Whether it’s because of our own proximity to the 2008 election or because of our national perspective on the event itself (after all, we know how the film ends before it begins), it is truly not possible to watch this and offer any sincere mea culpa about how rigorously she was criticized throughout the McCain campaign. That said, the film does not necessarily ask this of us. Instead, we are asked only to understand that this woman quite simply should never have been chosen for this position. To this end, we are able to pity her.

As far as any “bias” goes within the film-making itself (and I admit I do not have enough background knowledge on the production process and cannot speak to sources beyond the book) the most glaring point of contention is that, through its portrayal of McCain’s staff, it seems to suggest that the selection of Sarah Palin was the sole mistake made in the entire McCain campaign. It does include references to the week in which McCain postponed debates in order to return to Washington and deal with the economy, as well as the increasingly harsh rhetoric used toward the end of the campaign, but even in these instances, the blame is either placed on others or disregarded entirely.

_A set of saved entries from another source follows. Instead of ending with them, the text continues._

/// Sort a table by key columns.
///
/// Output column order equals the input column order. Equal keys keep
/// their input row order (the sort is stable), so sorting an already
/// sorted table is a no-op on row content.
pub fn ec_sort(ctx: &EngineContext, frame: &Sframe, keys: &[SortKey]) -> Result<Sframe> {
    frame.assert_aligned();
    validate_keys(frame, keys)?;

    let num_rows = frame.num_rows();
    let key_indices: Vec<usize> = keys
        .iter()
        .map(|k| frame.column_index(&k.column))
        .collect::<Result<_>>()?;
    let value_indices: Vec<usize> = (0..frame.num_columns())
        .filter(|idx| !key_indices.contains(idx))
        .collect();

    // Path selection needs the cardinality; a lazy caller materializes
    // its plan before getting here.
    let types = frame.column_types();
    let take_simple_path = num_rows <= SORT_FAST_PATH_ROWS
        || value_indices.is_empty()
        || (value_indices.len() < SORT_SMALL_VALUE_COLUMNS
            && value_indices.iter().all(|&idx| types[idx].is_definitely_small()));

    if take_simple_path {
        debug!(num_rows, "sort taking simple path");
        simple_sort(ctx, frame, keys, &key_indices)
    } else {
        debug!(num_rows, "sort taking forward-map path");
        forward_map_sort(ctx, frame, keys, &key_indices, &value_indices)
    }
}

fn validate_keys(frame: &Sframe, keys: &[SortKey]) -> Result<()> {
    if keys.is_empty() {
        return Err(SframeError::new("Sort requires at least one key column"));
    }
    let mut seen: Vec<&str> = Vec::with_capacity(keys.len());
    for key in keys {
        if !frame.contains_column(&key.column) {
            return Err(SframeError::new(format!(
                "Sort key column '{}' does not exist",
                key.column
            )));
        }
        if seen.contains(&key.column.as_str()) {
            return Err(SframeError::new(format!(
                "Duplicate sort key column '{}'",
                key.column
            )));
        }
        seen.push(&key.column);
    }
    Ok(())
}

/// Rough per-value memory estimate for bucket sizing. Variable-width
/// types get a flat guess; exact sizes do not matter, only the order of
/// magnitude of buckets.
fn estimated_value_bytes(ty: crate::values::ValueType) -> u64 {
    if ty.is_definitely_small() {
        16
    } else {
        64
    }
}

fn compare_keys(a: &[Value], b: &[Value], key_indices: &[usize], keys: &[SortKey]) -> std::cmp::Ordering {
    for (key, &idx) in keys.iter().zip(key_indices) {
        let ord = a[idx].cmp(&b[idx]);
        let ord = if key.ascending { ord } else { ord.reverse() };
        if !ord.is_eq() {
            return ord;
        }
    }
    std::cmp::Ordering::Equal
}

/// Sort the full rows in memory. Taken when rows are few or cheap enough
/// to move through the comparator directly.
fn simple_sort(
    ctx: &EngineContext,
    frame: &Sframe,
    keys: &[SortKey],
    key_indices: &[usize],
) -> Result<Sframe> {
    let reader = frame.reader(1);
    let mut rows = Vec::with_capacity(frame.num_rows() as usize);
    for segment in 0..reader.num_segments() {
        for row in reader.segment_iter(segment) {
            rows.push(row?);
        }
    }

    // Stable, so equal keys keep input order.
    rows.sort_by(|a, b| compare_keys(a, b, key_indices, keys));

    write_rows(ctx, frame, &rows)
}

By the end of the film, we have not been led to “like” Sarah Palin. But we do find ourselves with a better understanding of who she was, and how the American population responded to, and in some senses manipulated, the image she presented. There are moments where even the film itself is willing to poke fun. The conversation between Palin and Steve Schmidt over the pronunciation of “Biden” (as opposed to “O’Biden, as Palin kept saying) borders on Abbot and Costello routine.

However, as stated, this film does prove that we have gained enough distance from the 2008 election that we are at least able to feel sorry for her. As Palin watches in silent humiliation while Tina Fey and Amy Poehler lambaste her Katie Couric interview, I admit that a part of me just wanted to step in and tell her to change the damn channel.